Oleh: Aprila R. A. Wayar, SE*)



Saat ini tidak banyak dokumen ataupun data yang dapat diperoleh untuk dijadikan tolok ukur akan eksistensi grup musik asal Papua yang berjaya di era 1970-an hingga 1980-an. Namanya Black Brothers. Hal ini tentu berkaitan erat dengan undang-undang pers saat itu dimana lembaga atau media yang menyediakan informasi di Indonesia masih sangat terbatas. Ditambah lagi dengan sistem keamanan yang berlaku saat itu dimana Papua (baca: Irian Jaya) masih dalam status Daerah Operasi Militer (DOM) yang entah sejak kapan diberlakukan dan baru dicabut pada tahun 1998 oleh Pemerintah Indonesia sehingga proses evakuasi grup ini keluar Indonesia nyaris tidak diketahui khalayak umum di Indonesia.

Data yang dapat diperoleh saat ini justru lebih banyak berasal dari luar Indonesia yaitu tempat-tempat atau negara-negara yang pernah menjadi tempat singgah grup ini. Hitam Bersaudara, begitulah bila Black Brothers diartikan secara harafiah. Hampir seluruh personilnya berasal dari Timur Indonesia yang berkulit gelap sehingga Grup Band ini menamai dirinya Black Brothers. Grup Band. Tak dapat dipungkiri Black Brothers telah menjadi grup legendaries dalam sejarah musik di Indonesia dan kepulauan Pasifik. Sampai hari ini Black Brothers masih menjadi sumber inspirasi bagi pemusik bukan hanya di Papua dan Kepulauan Pasifik, di Indonesia Grup Slank juga merilis kembali lagu-lagu Black Brothers. Musik dan lagu-lagu grup band ini menyentuh hati banyak orang di Pasifik termasuk Australia, Selandia Baru bahkan masyarakat Eropa.

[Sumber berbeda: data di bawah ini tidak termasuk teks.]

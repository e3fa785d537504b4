//! Connection manager with persistent connections and automatic reconnection

use crate::hub::MessageHub;
use crate::transport::TcpTransport;
use std::sync::Arc;
use std::time::Duration;
use tokio::sync::mpsc;
use tokio::task::JoinHandle;
use tokio::time::timeout;
use tokio_util::sync::CancellationToken;
use tracing::{debug, info, warn};

/// Events emitted by the connection manager
#[derive(Debug, Clone, PartialEq, Eq)]
pub enum ConnectionEvent {
    /// Connected and attached to the hub
    Connected { address: String },
    /// Connection lost; the hub has been detached
    Disconnected { reason: String },
    /// A connection attempt failed; another follows after the backoff delay
    ConnectionFailed { reason: String },
}

/// Configuration for connection manager
#[derive(Debug, Clone)]
pub struct ConnectionConfig {
    /// Fleet server address
    pub server_addr: String,
    /// Reconnection delay (initial)
    pub reconnect_delay: Duration,
    /// Maximum reconnection delay
    pub max_reconnect_delay: Duration,
    /// Connection timeout
    pub connect_timeout: Duration,
}

impl Default for ConnectionConfig {
    fn default() -> Self {
        Self {
            server_addr: "127.0.0.1:5000".into(),
            reconnect_delay: Duration::from_secs(1),
            max_reconnect_delay: Duration::from_secs(30),
            connect_timeout: Duration::from_secs(5),
        }
    }
}

/// Keeps the hub connected to the fleet server
///
/// Every successful connection attaches a fresh transport to the hub, and
/// every lost connection detaches it, so requests sent over a dead link are
/// rejected instead of waiting for their timeout.
pub struct ConnectionManager {
    config: ConnectionConfig,
    event_rx: mpsc::Receiver<ConnectionEvent>,
    shutdown: CancellationToken,
    task: JoinHandle<()>,
}

impl ConnectionManager {
    /// Create a connection manager and start the connection loop
    pub fn start(config: ConnectionConfig, hub: MessageHub) -> Self {
        let (event_tx, event_rx) = mpsc::channel::<ConnectionEvent>(100);
        let shutdown = CancellationToken::new();

        let task = tokio::spawn(connection_loop(
            config.clone(),
            hub,
            event_tx,
            shutdown.clone(),
        ));

        Self {
            config,
            event_rx,
            shutdown,
            task,
        }
    }

    /// Receive the next connection event
    pub async fn recv(&mut self) -> Option<ConnectionEvent> {
        self.event_rx.recv().await
    }

    pub fn server_addr(&self) -> &str {
        &self.config.server_addr
    }

    /// Stop reconnecting and detach from the hub
    pub async fn shutdown(self) {
        self.shutdown.cancel();
        if let Err(e) = self.task.await {
            warn!("Connection loop ended abnormally: {}", e);
        }
    }
}

/// Main connection loop with reconnection logic
async fn connection_loop(
    config: ConnectionConfig,
    hub: MessageHub,
    event_tx: mpsc::Sender<ConnectionEvent>,
    shutdown: CancellationToken,
) {
    let mut reconnect_delay = config.reconnect_delay;

    loop {
        let attempt = tokio::select! {
            _ = shutdown.cancelled() => break,
            attempt = timeout(config.connect_timeout, TcpTransport::connect(&config.server_addr)) => attempt,
        };

        match attempt {
            Ok(Ok((transport, mut io))) => {
                // Connected successfully
                reconnect_delay = config.reconnect_delay;
                info!("Connected to {}", config.server_addr);
                hub.attach(Arc::new(transport));
                let _ = event_tx
                    .send(ConnectionEvent::Connected {
                        address: config.server_addr.clone(),
                    })
                    .await;

                let reason = tokio::select! {
                    _ = shutdown.cancelled() => None,
                    result = &mut io => Some(match result {
                        Ok(Ok(())) => "connection closed".to_string(),
                        Ok(Err(e)) => e.to_string(),
                        Err(e) => format!("I/O task failed: {}", e),
                    }),
                };
                hub.detach();

                let Some(reason) = reason else {
                    io.abort();
                    break;
                };
                warn!("Disconnected from {}: {}", config.server_addr, reason);
                let _ = event_tx.send(ConnectionEvent::Disconnected { reason }).await;
            }
            Ok(Err(e)) => {
                let _ = event_tx
                    .send(ConnectionEvent::ConnectionFailed {
                        reason: e.to_string(),
                    })
                    .await;
            }
            Err(_) => {
                let _ = event_tx
                    .send(ConnectionEvent::ConnectionFailed {
                        reason: format!("timed out after {:?}", config.connect_timeout),
                    })
                    .await;
            }
        }

        // Wait before reconnecting
        debug!("Reconnecting in {:?}", reconnect_delay);
        tokio::select! {
            _ = shutdown.cancelled() => break,
            _ = tokio::time::sleep(reconnect_delay) => {}
        }

        // Exponential backoff
        reconnect_delay = std::cmp::min(reconnect_delay * 2, config.max_reconnect_delay);
    }

    debug!("Connection loop stopped");
}

#[cfg(test)]
mod tests {
    use super::*;
    use crate::hub::HubConfig;
    use tokio::net::TcpListener;

    fn config(server_addr: String) -> ConnectionConfig {
        ConnectionConfig {
            server_addr,
            reconnect_delay: Duration::from_millis(20),
            max_reconnect_delay: Duration::from_millis(100),
            connect_timeout: Duration::from_secs(1),
        }
    }

    #[tokio::test]
    async fn test_attach_and_detach_follow_connection() {
        let listener = TcpListener::bind("127.0.0.1:0").await.unwrap();
        let addr = listener.local_addr().unwrap().to_string();
        let hub = MessageHub::new(HubConfig::default());
        let mut manager = ConnectionManager::start(config(addr.clone()), hub.clone());

        let (socket, _) = listener.accept().await.unwrap();
        assert_eq!(
            manager.recv().await,
            Some(ConnectionEvent::Connected { address: addr })
        );
        assert!(hub.is_attached());

        drop(socket);
        assert!(matches!(
            manager.recv().await,
            Some(ConnectionEvent::Disconnected { .. })
        ));
        assert!(!hub.is_attached());

        // Reconnects after the backoff delay
        let (_socket, _) = listener.accept().await.unwrap();
        assert!(matches!(
            manager.recv().await,
            Some(ConnectionEvent::Connected { .. })
        ));

        manager.shutdown().await;
        assert!(!hub.is_attached());
    }

    #[tokio::test]
    async fn test_failed_connection_is_reported() {
        let listener = TcpListener::bind("127.0.0.1:0").await.unwrap();
        let addr = listener.local_addr().unwrap().to_string();
        drop(listener);

        let hub = MessageHub::new(HubConfig::default());
        let mut manager = ConnectionManager::start(config(addr), hub.clone());

        assert!(matches!(
            manager.recv().await,
            Some(ConnectionEvent::ConnectionFailed { .. })
        ));
        assert!(!hub.is_attached());
        manager.shutdown().await;
    }

    #[test]
    fn test_default_config() {
        let config = ConnectionConfig::default();
        assert!(config.reconnect_delay < config.max_reconnect_delay);
    }
}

Menurut tabloid mingguan Green Left Weekly dari Sidney, Black Brothers menggunakan musik dan lirik mereka untuk memperjuangkan hak-hak orang Papua melawan penindasan Indonesia.

Di beberapa kota besar di Pulau Jawa yang pernah disinggahi Black Brothers, harumnya nama grup musik ini masih dapat dirasakan hingga saat ini. Di Semarang misalnya, pemuda-pemudi saat itu berlomba-lomba mengkribokan rambutnya bila Black Brothers akan tampil di kota itu.

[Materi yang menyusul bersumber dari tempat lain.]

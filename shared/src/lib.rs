//! Fleet Shared Protocol Types
//!
//! This crate provides the message envelope, wire identifiers and frame codec
//! shared by the ground station and the fleet server (or its simulator).

pub mod codec;
pub mod envelope;
pub mod ids;

use std::time::{SystemTime, UNIX_EPOCH};

pub use envelope::{message_type, Envelope, MessageBody};
pub use ids::{MessageId, ReceiptId, TargetId};

/// Protocol version tag stamped on every outgoing envelope
pub const PROTOCOL_VERSION: &str = "1.0";

/// Get current timestamp in milliseconds since Unix epoch
pub fn now_ms() -> u64 {
    SystemTime::now()
        .duration_since(UNIX_EPOCH)
        .unwrap_or_default()
        .as_millis() as u64
}

/// Timing defaults for the request/response layer and upload jobs
pub mod timing {
    /// How long a request waits for its response before giving up
    pub const DEFAULT_RESPONSE_TIMEOUT_MS: u64 = 5000;

    /// Number of concurrent upload workers
    pub const DEFAULT_WORKER_COUNT: usize = 8;

    /// Feeder re-check interval while in-flight uploads drain
    pub const FEEDER_POLL_INTERVAL_MS: u64 = 250;

    /// Automatic retries per target before it is left in the failed queue
    pub const DEFAULT_MAX_AUTO_RETRIES: u32 = 3;

    /// How long failed vehicles flash their lights
    pub const FLASH_LIGHTS_DURATION_MS: u64 = 5000;
}
//! Session handling for connected ground stations
//!
//! This module handles:
//! - Framing and decoding of client traffic
//! - Replying to requests through the fleet responder
//! - Completing receipts after the simulated operation delay

mod connection;

pub use connection::{ClientSession, SessionHandle};

use crate::fleet::{FleetResponder, ReceiptBook};
use fleet_shared::{message_type, Envelope, TargetId};
use std::net::SocketAddr;
use std::sync::Arc;
use tokio::net::TcpStream;
use tracing::{debug, info};

/// Serve one client until it disconnects
pub async fn serve(stream: TcpStream, addr: SocketAddr, responder: Arc<FleetResponder>) -> anyhow::Result<()> {
    let mut session = ClientSession::new(stream, addr);
    let handle = session.get_handle();
    let receipts = Arc::new(ReceiptBook::new());

    while let Some(envelope) = session.recv().await {
        debug!(kind = envelope.kind(), targets = ?targets_of(&envelope), "Request from {}", addr);

        if envelope.kind() == message_type::ASYNC_CANCEL {
            let cancelled = receipts.cancel(&envelope.body.receipt_ids()).await;
            info!(cancelled, "Operations cancelled by {}", addr);
            continue;
        }

        let plan = responder.plan(&envelope);
        for deferred in &plan.deferred {
            receipts.issue(deferred.receipt.clone()).await;
        }
        if let Some(reply) = &plan.reply {
            handle.send(reply).await?;
        }

        for deferred in plan.deferred {
            let handle = handle.clone();
            let receipts = receipts.clone();
            let responder = responder.clone();
            tokio::spawn(async move {
                tokio::time::sleep(responder.operation_delay()).await;
                if !receipts.take(&deferred.receipt).await {
                    return;
                }
                let notification = Envelope::new(responder.completion(&deferred));
                if let Err(e) = handle.send(&notification).await {
                    debug!(receipt = %deferred.receipt, "Could not deliver completion: {}", e);
                }
            });
        }
    }

    let outstanding = receipts.len().await;
    info!(
        outstanding,
        "Client disconnected: {} after {:?}",
        session.addr(),
        handle.connected_at.elapsed()
    );
    Ok(())
}

/// Vehicle ids named in a request, for logging
pub fn targets_of(envelope: &Envelope) -> Vec<TargetId> {
    envelope
        .body
        .get("ids")
        .and_then(|ids| ids.as_array())
        .map(|ids| ids.iter().filter_map(|id| id.as_str()).map(TargetId::from).collect())
        .unwrap_or_default()
}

Pada tahun 1979 personil grup ini harus melarikan diri ke Papua New Guinea (PNG) karena dituduh oleh Pemerintah Indonesia mendukung Gerakan Papua Merdeka. Ketidakstabilan kondisi sosial politik di negara tetanggga ini selain juga kecurigaan akan campur tangan agen Indonesia membuat mereka harus pindah ke Belanda dan mendapatkan kewarganegaraan Belanda. Di Eropa, grup band ini melihat bahwa pertunjukkan tradisional justru lebih mendapat penghargaan. Mereka menggunakan nama Papua kemudian menyuarakan kebudayaan dan pengalaman mereka.

Seperti pepatah terlanjur basah ya sudah mandi saja sekalian, pada tahun 1983 dan 1984 mereka mulai membantu Organisasi Papua Merdeka (OPM) secara langsung karena kerinduan mereka akan Pasifik di Vanuatu. Mereka juga menyatakan kesediaan untuk menampung warga Papua yang tidak berorientasi pada faksi tertentu.

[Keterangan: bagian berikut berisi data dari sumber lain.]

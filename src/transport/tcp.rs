//! TCP transport: length-prefixed JSON frames over a stream socket

use crate::transport::traits::{FrameHandler, Transport};
use anyhow::{anyhow, Result};
use async_trait::async_trait;
use fleet_shared::{codec, codec::FrameDecoder, Envelope};
use parking_lot::Mutex;
use std::sync::Arc;
use tokio::io::{AsyncReadExt, AsyncWriteExt};
use tokio::net::TcpStream;
use tokio::sync::mpsc;
use tokio::task::JoinHandle;
use tracing::{debug, error};

/// Outbound frames buffered before `send_frame` starts waiting on the socket
const OUTBOUND_CAPACITY: usize = 100;

/// Transport over a connected TCP stream
///
/// A background I/O task owns the socket: it writes queued outbound frames
/// and decodes incoming bytes into envelopes for the registered handler.
pub struct TcpTransport {
    name: String,
    outbound_tx: mpsc::Sender<Envelope>,
    handler: Arc<Mutex<Option<FrameHandler>>>,
}

impl TcpTransport {
    /// Connect to `address`
    ///
    /// Returns the transport and the I/O task handle; the task finishes with
    /// the reason the connection ended.
    pub async fn connect(address: &str) -> Result<(Self, JoinHandle<Result<()>>)> {
        let stream = TcpStream::connect(address).await?;
        Ok(Self::spawn(stream, address))
    }

    /// Wrap an already connected stream and start its I/O task
    pub fn spawn(stream: TcpStream, name: impl Into<String>) -> (Self, JoinHandle<Result<()>>) {
        let (outbound_tx, outbound_rx) = mpsc::channel::<Envelope>(OUTBOUND_CAPACITY);
        let handler: Arc<Mutex<Option<FrameHandler>>> = Arc::new(Mutex::new(None));

        let io = tokio::spawn(run_io(stream, outbound_rx, handler.clone()));

        let transport = Self {
            name: name.into(),
            outbound_tx,
            handler,
        };

        (transport, io)
    }
}

#[async_trait]
impl Transport for TcpTransport {
    async fn send_frame(&self, envelope: Envelope) -> Result<()> {
        self.outbound_tx
            .send(envelope)
            .await
            .map_err(|_| anyhow!("Connection {} closed", self.name))
    }

    fn on_frame(&self, handler: FrameHandler) {
        *self.handler.lock() = Some(handler);
    }

    fn name(&self) -> &str {
        &self.name
    }
}

/// Pump frames between the socket and the transport until either side closes
async fn run_io(
    stream: TcpStream,
    mut outbound_rx: mpsc::Receiver<Envelope>,
    handler: Arc<Mutex<Option<FrameHandler>>>,
) -> Result<()> {
    let (mut reader, mut writer) = stream.into_split();
    let mut decoder = FrameDecoder::new();
    let mut read_buf = vec![0u8; 4096];

    loop {
        tokio::select! {
            outbound = outbound_rx.recv() => {
                match outbound {
                    Some(envelope) => {
                        let encoded = codec::encode(&envelope)?;
                        writer.write_all(&encoded).await?;
                    }
                    None => {
                        // Every transport handle is gone
                        writer.shutdown().await?;
                        return Ok(());
                    }
                }
            }

            result = reader.read(&mut read_buf) => {
                let n = result?;
                if n == 0 {
                    return Err(anyhow!("Server closed connection"));
                }

                decoder.extend(&read_buf[..n]);

                loop {
                    match decoder.decode_next() {
                        Ok(Some(envelope)) => {
                            let current = handler.lock().clone();
                            match current {
                                Some(handler) => handler(envelope),
                                None => debug!(kind = envelope.kind(), "Dropping frame, no handler registered"),
                            }
                        }
                        Ok(None) => break,
                        Err(e) => {
                            error!("Undecodable frame: {}", e);
                            return Err(e.into());
                        }
                    }
                }
            }
        }
    }
}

Dalam perjalanan ke Vanuatu, Black Brothers singgah di Sydney, mereka berpartisipasi dalam aksi yang dilakukan oleh sebuah kelompok di Australia yaitu “Frieds of Papua” dan mereka juga menyatakan rasa percaya bahwa Pasifik akan menjadi pendukung utama untuk Papua Barat.

Kepindahan mereka dari PNG ke Vanuatu berkat kerja tokoh penting dalam perjalanan Black Brothers yaitu Fred Korwa. Di sepanjang tahun 1970-an mereka dikenal sebagai grup musik rock ‘n roll tapi kemudian mereka beralih menjadi Papua-oriented setelah mereka mendapat ijin mengunjungi PNG lagi.

Di PNG mereka menjadi bintang, baik dari sisi musik maupun politik.
Terakhir mereka di Canberra Australia sejak tahun 1989.

Mereka pernah juga tampil di Melborne Univercity pada tahun 1991. Penampilan terakhir mereka yang masih bisa diperoleh datanya yaitu di Papua New Guinea pada tahun 2002 atas undangan dari pemerintahan setempat.

Agustinus Rumaropen, gitaris pada Grup Band ini berpulang ke rumah Bapa di Sorga pada tahun 16 Mei 2005 lalu dalam usia 52 tahun. Almarhum meninggalkan seorang istri Anthomina Rumaropen dengan dua putra, tiga putri dan dua cucu laki-laki. Ia adalah sosok yang dinamis dan pemerhati masalah kemanusiaan khususnya untuk Rakyat Papua.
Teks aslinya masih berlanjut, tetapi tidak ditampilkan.